Objective
To establish baseline seroprevalence of soil-borne, waterborne, and foodborne diseases and to monitor diseases that are eliminated or on the path to elimination in the Paraguayan Chaco.
Methods
A total of 1 100 school-age children (6–15 years) were tested in urban and rural schools selected for a cross-cutting population-based survey using a two-stage probabilistic sample design in the three departments of the Paraguayan Chaco. Blood samples were taken on filter paper to measure IgG antibodies using a multiplex bead assay. Data collection was carried out through interviews with parents and caregivers. Access to basic sanitation and improved water was assessed.

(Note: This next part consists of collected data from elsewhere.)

//! Structured logging for PPO training with tracing.
//!
//! JSON or pretty console output, per-step RL metrics as structured fields and
//! automatic warnings for the usual PPO failure signs (diverging losses, the
//! policy drifting far from the reference, empty generations).

use std::collections::BTreeMap;

use tracing::{debug, error, info, span, warn, Level};
use tracing_subscriber::{layer::SubscriberExt, util::SubscriberInitExt, EnvFilter};

const DEFAULT_FILTER: &str = "info,rlhf_train=info,rlhf_model=info,rlhf_core=info";

/// KL divergence above which the policy is considered to be running away.
pub const KL_WARN_THRESHOLD: f64 = 10.0;

/// Initialize structured logging.
///
/// Reads the filter from RUST_LOG, JSON-formatted output.
pub fn init_logging() {
    let _ = tracing_subscriber::registry()
        .with(EnvFilter::try_from_default_env().unwrap_or_else(|_| DEFAULT_FILTER.into()))
        .with(tracing_subscriber::fmt::layer().json())
        .try_init();

    info!("Structured logging initialized");
}

/// Initialize human-readable console logging.
pub fn init_console_logging() {
    let _ = tracing_subscriber::registry()
        .with(EnvFilter::try_from_default_env().unwrap_or_else(|_| DEFAULT_FILTER.into()))
        .with(tracing_subscriber::fmt::layer().pretty())
        .try_init();
}

/// Metrics of one RL step, already reduced across workers.
#[derive(Debug, Clone, Default, PartialEq)]
pub struct RlStepMetrics {
    pub actor_loss: f64,
    pub reward_critic_loss: f64,
    pub reward: f64,
    pub reward_with_kl_penalty: f64,
    pub reward_advantage: f64,
    pub reward_return: f64,
    pub reward_value: f64,
    pub kl_divergence: f64,
    pub actor_lr: f64,
    pub reward_critic_lr: f64,
    pub mean_generated_length: f64,
    pub max_generated_length: f64,
}

impl RlStepMetrics {
    /// Metric names as written to the metrics log.
    pub fn to_map(&self) -> BTreeMap<String, f64> {
        [
            ("train/actor_loss", self.actor_loss),
            ("train/reward_critic_loss", self.reward_critic_loss),
            ("train/reward", self.reward),
            ("train/reward_with_kl_penalty", self.reward_with_kl_penalty),
            ("train/reward_advantage", self.reward_advantage),
            ("train/reward_return", self.reward_return),
            ("train/reward_value", self.reward_value),
            ("train/kl_divergence", self.kl_divergence),
            ("train/actor_lr", self.actor_lr),
            ("train/reward_critic_lr", self.reward_critic_lr),
            ("train/mean_generated_length", self.mean_generated_length),
            ("train/max_generated_length", self.max_generated_length),
        ]
        .into_iter()
        .map(|(k, v)| (k.to_string(), v))
        .collect()
    }
}

/// Log an RL step with structured metrics.
///
/// Emits an error for non-finite losses and warnings for a large KL divergence
/// or generations with no response tokens.
pub fn log_rl_step(step: usize, metrics: &RlStepMetrics) {
    let span = span!(Level::INFO, "rl_step", step = step);
    let _enter = span.enter();

    if !metrics.actor_loss.is_finite() || !metrics.reward_critic_loss.is_finite() {
        error!(
            actor_loss = metrics.actor_loss,
            reward_critic_loss = metrics.reward_critic_loss,
            step = step,
            "Training diverged! NaN or infinite loss detected"
        );
        return;
    }

    info!(
        actor_loss = metrics.actor_loss,
        critic_loss = metrics.reward_critic_loss,
        reward = metrics.reward,
        reward_with_kl = metrics.reward_with_kl_penalty,
        kl = metrics.kl_divergence,
        actor_lr = metrics.actor_lr,
        critic_lr = metrics.reward_critic_lr,
        mean_len = metrics.mean_generated_length,
        "RL step completed"
    );

    if metrics.kl_divergence > KL_WARN_THRESHOLD {
        warn!(
            kl = metrics.kl_divergence,
            step = step,
            threshold = KL_WARN_THRESHOLD,
            "Policy is drifting far from the reference model. Consider a larger kl_coeff \
             or a smaller actor learning rate"
        );
    }

    if metrics.max_generated_length == 0.0 {
        warn!(step = step, "No worker generated any response tokens in this step");
    }

    debug!(
        step = step,
        advantage = metrics.reward_advantage,
        ret = metrics.reward_return,
        value = metrics.reward_value,
        max_len = metrics.max_generated_length,
        "RL step diagnostics"
    );
}

/// Log a PTX step.
pub fn log_ptx_step(step: usize, ptx_loss: f64) {
    if !ptx_loss.is_finite() {
        error!(ptx_loss = ptx_loss, step = step, "PTX loss is NaN or infinite");
        return;
    }
    info!(ptx_loss = ptx_loss, step = step, "PTX step completed");
}

/// Log checkpoint save event.
pub fn log_checkpoint_save(step: usize, path: &str) {
    info!(
        step = step,
        path = path,
        event = "checkpoint_saved",
        "Checkpoint saved successfully"
    );
}

/// Log evaluation results.
pub fn log_evaluation(step: usize, samples: usize) {
    info!(
        step = step,
        samples = samples,
        event = "evaluation",
        "Evaluation completed"
    );
}
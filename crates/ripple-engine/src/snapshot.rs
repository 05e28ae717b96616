//! Read-only views of the published generation.
//!
//! [`Snapshot`] borrows the stepper, so no `step()` can run while one is
//! alive. [`OwnedSnapshot`] copies the fields out for consumers on other
//! threads.
//!
//! # Coordinate convention
//!
//! Row `i` maps to the `y` axis and column `j` to the `x` axis. Both are
//! normalised onto `[0, 1]`: `x = j / (cols - 1)`, `y = i / (rows - 1)`.
//! A single-cell axis maps to `0`.

use ripple_core::{FieldId, Grid};

/// Borrowed view of the current field values.
#[derive(Clone, Copy, Debug)]
pub struct Snapshot<'a> {
    u: &'a Grid,
    v: Option<&'a Grid>,
    generation: u64,
    dt: f64,
}

impl<'a> Snapshot<'a> {
    pub(crate) fn new(u: &'a Grid, v: Option<&'a Grid>, generation: u64, dt: f64) -> Self {
        Self {
            u,
            v,
            generation,
            dt,
        }
    }

    /// U values.
    pub fn u(&self) -> &'a Grid {
        self.u
    }

    /// V values, or `None` for single-field systems.
    pub fn v(&self) -> Option<&'a Grid> {
        self.v
    }

    /// Values of `field`, if present.
    pub fn field(&self, field: FieldId) -> Option<&'a Grid> {
        match field {
            FieldId::U => Some(self.u),
            FieldId::V => self.v,
        }
    }

    /// `(rows, cols)`.
    pub fn dimensions(&self) -> (usize, usize) {
        self.u.dimensions()
    }

    /// Sub-steps committed when this view was taken.
    pub fn generation(&self) -> u64 {
        self.generation
    }

    /// Simulated time, `generation * dt`.
    pub fn time(&self) -> f64 {
        self.generation as f64 * self.dt
    }

    /// Cell `(i, j)` mapped onto `[0, 1] x [0, 1]` as `(x, y)`.
    pub fn normalized_coords(&self, i: usize, j: usize) -> (f64, f64) {
        let (rows, cols) = self.dimensions();
        (unit_axis(j, cols), unit_axis(i, rows))
    }

    /// `[x, y, value]` for every cell of `field`, row-major.
    ///
    /// This is the vertex layout a surface renderer consumes.
    pub fn surface_points(&self, field: FieldId) -> Option<Vec<[f64; 3]>> {
        let grid = self.field(field)?;
        let (rows, cols) = grid.dimensions();
        let values = grid.as_slice();
        let mut points = Vec::with_capacity(values.len());
        for i in 0..rows {
            for j in 0..cols {
                let (x, y) = self.normalized_coords(i, j);
                points.push([x, y, values[i * cols + j]]);
            }
        }
        Some(points)
    }

    /// `(min, max)` over `field`, for normalising values.
    pub fn value_range(&self, field: FieldId) -> Option<(f64, f64)> {
        let grid = self.field(field)?;
        let range = grid
            .as_slice()
            .iter()
            .fold((f64::INFINITY, f64::NEG_INFINITY), |(lo, hi), &v| {
                (lo.min(v), hi.max(v))
            });
        Some(range)
    }

    /// Copy the fields out into an [`OwnedSnapshot`].
    pub fn to_owned_snapshot(&self) -> OwnedSnapshot {
        OwnedSnapshot {
            u: self.u.clone(),
            v: self.v.cloned(),
            generation: self.generation,
            dt: self.dt,
        }
    }
}

fn unit_axis(idx: usize, len: usize) -> f64 {
    if len <= 1 {
        0.0
    } else {
        idx as f64 / (len - 1) as f64
    }
}

/// Owned copy of one published generation. `Send + Sync`.
#[derive(Clone, Debug, PartialEq)]
pub struct OwnedSnapshot {
    u: Grid,
    v: Option<Grid>,
    generation: u64,
    dt: f64,
}

impl OwnedSnapshot {
    /// Borrow as a [`Snapshot`] for the shared accessors.
    pub fn as_snapshot(&self) -> Snapshot<'_> {
        Snapshot::new(&self.u, self.v.as_ref(), self.generation, self.dt)
    }

    /// U values.
    pub fn u(&self) -> &Grid {
        &self.u
    }

    /// V values, or `None` for single-field systems.
    pub fn v(&self) -> Option<&Grid> {
        self.v.as_ref()
    }

    /// Sub-steps committed when this copy was taken.
    pub fn generation(&self) -> u64 {
        self.generation
    }
}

Differences in pathogen seropositivity and seroprotection were estimated by urban and rural areas.
Results
Seroprotection against measles was 62.9% and against rubella was 78.2%. Minimal diphtheria and tetanus seroprotection (≥0.01 IU/ml) was 92.9% and 98.3%, respectively. Seroprotective levels against these four vaccine-preventable diseases significantly decreased with increasing age (p < 0.05). The following pathogens and respective antigens showed significantly higher seroprevalence (p < 0.05) in rural areas compared with urban areas: Cryptosporidium parvum Cp17: 80.4% vs 64.6%, and Cp23: 60.6% vs 44.8%; Giardia lamblia VSP3: 26.9% vs 16.6%; Strongyloides stercoralis NIE: 11.5% vs 4.1%; and Taenia solium T24H: 7.1% vs 1.6%. Seroprevalence for these pathogens was also higher in Indigenous population when compared to non-Indigenous. Basic sanitation conditions showed significant differences (p < 0.05) between rural and urban areas: adobe and soil dwelling floor (65.3% vs 30.2%), use of pit latrine (90.3% vs 44.2%), availability of drainage or septic tank (8.7% vs 55.2%), access to safe water (19.7% vs 44.9%), and water treatment (6.8% vs 32.3%).
Conclusions
We identified high exposure to soil-borne, waterborne, and foodborne diseases in rural areas and Indigenous population in the Paraguayan Chaco. Low seroprotection against measles and rubella alerts about the risk of immunity gaps to maintain elimination targets.